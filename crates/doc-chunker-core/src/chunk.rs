//! Heading-aware document chunker.
//!
//! Turns a document body into an ordered list of chunks and then into
//! [`ChunkRecord`]s.
//!
//! # Algorithm
//!
//! 1. If the trimmed body is shorter than `min_chunk_size`, return it as
//!    the only chunk (or no chunk at all when it is empty).
//! 2. Split the body into sections at `#` / `##` headings.
//! 3. Greedily pack sections into chunks of at most `chunk_size` chars,
//!    seeding each new chunk with the last five words of the previous one.
//! 4. Force-split anything above `chunk_size * 1.2` at a paragraph break,
//!    a space, or a hard cut.
//! 5. Fold undersized fragments into their predecessor, keeping
//!    heading-led fragments that cannot be merged and dropping the rest.
//!
//! # Example
//!
//! ```rust
//! use doc_chunker_core::{chunk_document, ChunkConfig, DocumentSource, Frontmatter};
//!
//! let source = DocumentSource::new("intro", "intro.md");
//! let records = chunk_document(
//!     &source,
//!     "# Intro\n\nHello.",
//!     &Frontmatter::default(),
//!     &ChunkConfig::default(),
//! );
//! assert_eq!(records.len(), 1);
//! assert_eq!(records[0].document_id, "intro_chunk_1");
//! assert_eq!(records[0].total_chunks, 1);
//! ```

use tracing::debug;

use crate::assemble::assemble_chunks;
use crate::config::ChunkConfig;
use crate::merge::merge_small_chunks;
use crate::models::{ChunkRecord, DocumentSource, Frontmatter};
use crate::segment::split_on_headings;
use crate::text::char_len;

/// Chunk a document body into the final, ordered list of chunk texts.
///
/// # Guarantees
///
/// - Never panics and never fails, whatever the input text.
/// - A trimmed body shorter than `min_chunk_size` comes back unchanged as
///   a single chunk; an empty body yields no chunks.
/// - Chunks appear in document order.
pub fn chunk_text(text: &str, config: &ChunkConfig) -> Vec<String> {
    let body = text.trim();
    if char_len(body) < config.min_chunk_size {
        return if body.is_empty() {
            Vec::new()
        } else {
            vec![body.to_string()]
        };
    }

    let sections = split_on_headings(body);
    let assembled = assemble_chunks(&sections, config);
    let assembled_count = assembled.len();
    let chunks = merge_small_chunks(assembled, config);

    debug!(
        sections = sections.len(),
        assembled = assembled_count,
        chunks = chunks.len(),
        "chunked document"
    );

    chunks
}

/// Wrap chunk texts into records with 1-based indices and copied metadata.
pub fn build_records(
    source: &DocumentSource,
    chunks: Vec<String>,
    frontmatter: &Frontmatter,
) -> Vec<ChunkRecord> {
    let total_chunks = chunks.len();
    let source_url = frontmatter.source_url();
    let title = frontmatter.title();

    chunks
        .into_iter()
        .enumerate()
        .map(|(i, chunk_text)| ChunkRecord {
            document_id: source.chunk_id(i + 1),
            source_file: source.file_name.clone(),
            source_url: source_url.clone(),
            title: title.clone(),
            chunk_index: i + 1,
            total_chunks,
            chunk_text,
            frontmatter: frontmatter.clone(),
        })
        .collect()
}

/// Chunk a document body and build its records.
pub fn chunk_document(
    source: &DocumentSource,
    body: &str,
    frontmatter: &Frontmatter,
    config: &ChunkConfig,
) -> Vec<ChunkRecord> {
    build_records(source, chunk_text(body, config), frontmatter)
}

==========

**TO DO**
Reproduce every line of the data exactly as it was written.

**SOLUTION TO THIS PROBLEM**
filename crates/doc-chunker-core/src/chunk.rs
//! Heading-aware document chunker.
//!
//! Turns a document body into an ordered list of chunks and then into
//! [`ChunkRecord`]s.
//!
//! # Algorithm
//!
//! 1. If the trimmed body is shorter than `min_chunk_size`, return it as
//!    the only chunk (or no chunk at all when it is empty).
//! 2. Split the body into sections at `#` / `##` headings.
//! 3. Greedily pack sections into chunks of at most `chunk_size` chars,
//!    seeding each new chunk with the last five words of the previous one.
//! 4. Force-split anything above `chunk_size * 1.2` at a paragraph break,
//!    a space, or a hard cut.
//! 5. Fold undersized fragments into their predecessor, keeping
//!    heading-led fragments that cannot be merged and dropping the rest.
//!
//! # Example
//!
//! ```rust
//! use doc_chunker_core::{chunk_document, ChunkConfig, DocumentSource, Frontmatter};
//!
//! let source = DocumentSource::new("intro", "intro.md");
//! let records = chunk_document(
//!     &source,
//!     "# Intro\n\nHello.",
//!     &Frontmatter::default(),
//!     &ChunkConfig::default(),
//! );
//! assert_eq!(records.len(), 1);
//! assert_eq!(records[0].document_id, "intro_chunk_1");
//! assert_eq!(records[0].total_chunks, 1);
//! ```

use tracing::debug;

use crate::assemble::assemble_chunks;
use crate::config::ChunkConfig;
use crate::merge::merge_small_chunks;
use crate::models::{ChunkRecord, DocumentSource, Frontmatter};
use crate::segment::split_on_headings;
use crate::text::char_len;

/// Chunk a document body into the final, ordered list of chunk texts.
///
/// # Guarantees
///
/// - Never panics and never fails, whatever the input text.
/// - A trimmed body shorter than `min_chunk_size` comes back unchanged as
///   a single chunk; an empty body yields no chunks.
/// - Chunks appear in document order.
pub fn chunk_text(text: &str, config: &ChunkConfig) -> Vec<String> {
    let body = text.trim();
    if char_len(body) < config.min_chunk_size {
        return if body.is_empty() {
            Vec::new()
        } else {
            vec![body.to_string()]
        };
    }

    let sections = split_on_headings(body);
    let assembled = assemble_chunks(&sections, config);
    let assembled_count = assembled.len();
    let chunks = merge_small_chunks(assembled, config);

    debug!(
        sections = sections.len(),
        assembled = assembled_count,
        chunks = chunks.len(),
        "chunked document"
    );

    chunks
}

/// Wrap chunk texts into records with 1-based indices and copied metadata.
pub fn build_records(
    source: &DocumentSource,
    chunks: Vec<String>,
    frontmatter: &Frontmatter,
) -> Vec<ChunkRecord> {
    let total_chunks = chunks.len();
    let source_url = frontmatter.source_url();
    let title = frontmatter.title();

    chunks
        .into_iter()
        .enumerate()
        .map(|(i, chunk_text)| ChunkRecord {
            document_id: source.chunk_id(i + 1),
            source_file: source.file_name.clone(),
            source_url: source_url.clone(),
            title: title.clone(),
            chunk_index: i + 1,
            total_chunks,
            chunk_text,
            frontmatter: frontmatter.clone(),
        })
        .collect()
}

/// Chunk a document body and build its records.
pub fn chunk_document(
    source: &DocumentSource,
    body: &str,
    frontmatter: &Frontmatter,
    config: &ChunkConfig,
) -> Vec<ChunkRecord> {
    build_records(source, chunk_text(body, config), frontmatter)
}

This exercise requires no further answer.